PROVIDED ENTRIES:
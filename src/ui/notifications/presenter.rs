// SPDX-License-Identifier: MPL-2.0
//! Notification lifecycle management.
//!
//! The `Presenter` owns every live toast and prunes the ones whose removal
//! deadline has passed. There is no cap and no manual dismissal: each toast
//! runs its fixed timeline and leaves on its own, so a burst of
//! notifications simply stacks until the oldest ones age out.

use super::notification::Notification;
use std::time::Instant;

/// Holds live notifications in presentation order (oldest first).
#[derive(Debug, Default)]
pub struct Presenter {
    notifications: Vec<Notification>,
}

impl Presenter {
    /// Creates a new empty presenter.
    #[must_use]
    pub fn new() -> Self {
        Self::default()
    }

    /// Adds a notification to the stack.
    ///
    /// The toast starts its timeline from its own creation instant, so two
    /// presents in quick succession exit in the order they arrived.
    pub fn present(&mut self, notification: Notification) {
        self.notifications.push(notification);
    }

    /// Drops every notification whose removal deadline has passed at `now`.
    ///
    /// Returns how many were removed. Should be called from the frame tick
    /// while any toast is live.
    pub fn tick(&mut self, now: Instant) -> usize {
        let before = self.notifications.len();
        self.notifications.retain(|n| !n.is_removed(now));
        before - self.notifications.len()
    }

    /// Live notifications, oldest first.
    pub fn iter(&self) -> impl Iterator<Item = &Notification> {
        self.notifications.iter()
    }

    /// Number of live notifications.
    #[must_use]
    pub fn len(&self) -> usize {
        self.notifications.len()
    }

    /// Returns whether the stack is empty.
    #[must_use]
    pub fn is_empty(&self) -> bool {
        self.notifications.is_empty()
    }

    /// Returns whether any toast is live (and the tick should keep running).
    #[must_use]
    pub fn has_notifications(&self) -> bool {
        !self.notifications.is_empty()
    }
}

* * *

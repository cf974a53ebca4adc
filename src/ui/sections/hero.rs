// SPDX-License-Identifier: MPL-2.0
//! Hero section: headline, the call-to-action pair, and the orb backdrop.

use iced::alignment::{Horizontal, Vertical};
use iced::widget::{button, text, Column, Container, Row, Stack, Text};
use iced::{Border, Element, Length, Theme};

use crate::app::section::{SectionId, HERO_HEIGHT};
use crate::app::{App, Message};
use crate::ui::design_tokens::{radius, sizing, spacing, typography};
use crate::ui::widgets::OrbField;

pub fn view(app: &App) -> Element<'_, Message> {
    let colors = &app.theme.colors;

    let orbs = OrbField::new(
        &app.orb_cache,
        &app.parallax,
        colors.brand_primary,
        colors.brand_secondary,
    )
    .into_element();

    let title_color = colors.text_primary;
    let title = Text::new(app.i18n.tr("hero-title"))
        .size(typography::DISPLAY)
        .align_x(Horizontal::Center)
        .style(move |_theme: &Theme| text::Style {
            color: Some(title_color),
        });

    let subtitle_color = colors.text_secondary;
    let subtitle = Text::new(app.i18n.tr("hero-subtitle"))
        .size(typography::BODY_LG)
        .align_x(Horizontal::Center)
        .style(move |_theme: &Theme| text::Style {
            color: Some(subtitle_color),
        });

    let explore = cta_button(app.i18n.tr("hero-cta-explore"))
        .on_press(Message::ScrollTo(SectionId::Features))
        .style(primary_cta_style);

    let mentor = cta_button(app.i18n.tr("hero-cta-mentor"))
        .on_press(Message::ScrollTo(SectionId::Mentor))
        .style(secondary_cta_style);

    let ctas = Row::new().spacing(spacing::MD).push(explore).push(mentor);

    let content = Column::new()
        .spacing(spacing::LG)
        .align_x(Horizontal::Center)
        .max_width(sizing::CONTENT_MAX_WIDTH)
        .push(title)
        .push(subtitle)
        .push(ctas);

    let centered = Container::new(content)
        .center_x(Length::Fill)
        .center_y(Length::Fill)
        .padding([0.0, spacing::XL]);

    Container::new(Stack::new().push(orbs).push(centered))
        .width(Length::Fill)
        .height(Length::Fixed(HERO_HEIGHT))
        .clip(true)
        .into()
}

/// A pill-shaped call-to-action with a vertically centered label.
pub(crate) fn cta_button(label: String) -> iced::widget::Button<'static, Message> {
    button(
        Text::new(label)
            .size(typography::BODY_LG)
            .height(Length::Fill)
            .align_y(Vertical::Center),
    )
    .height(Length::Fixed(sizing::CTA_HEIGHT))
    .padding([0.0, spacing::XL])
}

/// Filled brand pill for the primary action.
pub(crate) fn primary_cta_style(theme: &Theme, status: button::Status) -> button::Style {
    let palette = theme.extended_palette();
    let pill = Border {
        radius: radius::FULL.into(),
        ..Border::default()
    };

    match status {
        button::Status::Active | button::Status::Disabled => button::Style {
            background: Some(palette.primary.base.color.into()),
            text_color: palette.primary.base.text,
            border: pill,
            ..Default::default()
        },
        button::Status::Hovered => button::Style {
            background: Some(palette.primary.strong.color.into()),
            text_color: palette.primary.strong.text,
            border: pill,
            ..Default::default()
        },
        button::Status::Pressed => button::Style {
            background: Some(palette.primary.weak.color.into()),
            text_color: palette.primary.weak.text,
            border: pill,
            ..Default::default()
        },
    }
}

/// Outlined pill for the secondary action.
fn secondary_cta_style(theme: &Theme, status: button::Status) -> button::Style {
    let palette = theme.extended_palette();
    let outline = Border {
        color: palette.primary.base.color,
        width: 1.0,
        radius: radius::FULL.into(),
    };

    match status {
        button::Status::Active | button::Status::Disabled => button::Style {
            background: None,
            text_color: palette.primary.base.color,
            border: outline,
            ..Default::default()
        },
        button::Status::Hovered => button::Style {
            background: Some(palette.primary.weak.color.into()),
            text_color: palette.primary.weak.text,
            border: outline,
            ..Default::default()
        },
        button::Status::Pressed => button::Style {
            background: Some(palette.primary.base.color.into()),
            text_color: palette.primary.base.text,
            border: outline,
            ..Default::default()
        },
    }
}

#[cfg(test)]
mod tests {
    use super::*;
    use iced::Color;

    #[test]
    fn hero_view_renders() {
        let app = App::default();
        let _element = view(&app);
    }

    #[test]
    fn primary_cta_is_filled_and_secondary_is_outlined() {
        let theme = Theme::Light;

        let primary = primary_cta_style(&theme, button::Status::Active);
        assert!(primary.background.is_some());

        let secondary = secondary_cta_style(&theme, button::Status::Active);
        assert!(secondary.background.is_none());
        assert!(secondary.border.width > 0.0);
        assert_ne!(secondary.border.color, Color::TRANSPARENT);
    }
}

...

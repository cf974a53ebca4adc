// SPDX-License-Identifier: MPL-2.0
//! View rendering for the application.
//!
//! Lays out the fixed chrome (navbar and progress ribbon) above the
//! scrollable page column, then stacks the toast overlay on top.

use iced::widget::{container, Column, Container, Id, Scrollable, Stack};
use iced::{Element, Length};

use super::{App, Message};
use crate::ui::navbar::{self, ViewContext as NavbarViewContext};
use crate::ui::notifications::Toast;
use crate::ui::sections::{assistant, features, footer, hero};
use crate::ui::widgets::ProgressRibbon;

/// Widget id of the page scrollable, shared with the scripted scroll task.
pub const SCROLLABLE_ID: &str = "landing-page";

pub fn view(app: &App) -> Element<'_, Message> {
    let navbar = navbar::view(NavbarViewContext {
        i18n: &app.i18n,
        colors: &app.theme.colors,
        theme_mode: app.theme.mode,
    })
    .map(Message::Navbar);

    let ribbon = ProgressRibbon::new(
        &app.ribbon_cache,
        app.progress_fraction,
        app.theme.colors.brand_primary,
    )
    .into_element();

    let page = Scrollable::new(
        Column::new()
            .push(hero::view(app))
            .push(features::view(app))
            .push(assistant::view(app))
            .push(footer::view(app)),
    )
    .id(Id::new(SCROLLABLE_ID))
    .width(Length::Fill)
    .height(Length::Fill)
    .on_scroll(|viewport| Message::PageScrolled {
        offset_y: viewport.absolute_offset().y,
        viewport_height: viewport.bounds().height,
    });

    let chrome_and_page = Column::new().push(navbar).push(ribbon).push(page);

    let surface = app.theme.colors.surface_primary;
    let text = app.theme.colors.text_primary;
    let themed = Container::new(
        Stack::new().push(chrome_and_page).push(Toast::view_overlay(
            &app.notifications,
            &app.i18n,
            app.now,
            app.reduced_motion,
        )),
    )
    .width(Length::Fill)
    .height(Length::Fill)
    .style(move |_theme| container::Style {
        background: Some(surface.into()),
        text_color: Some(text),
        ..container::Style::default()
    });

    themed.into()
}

REQUIRED WORK: Search the entries above for "centered". Return every line that has it.

RESULT:
    let centered = Container::new(content)
    Container::new(Stack::new().push(orbs).push(centered))
/// A pill-shaped call-to-action with a vertically centered label.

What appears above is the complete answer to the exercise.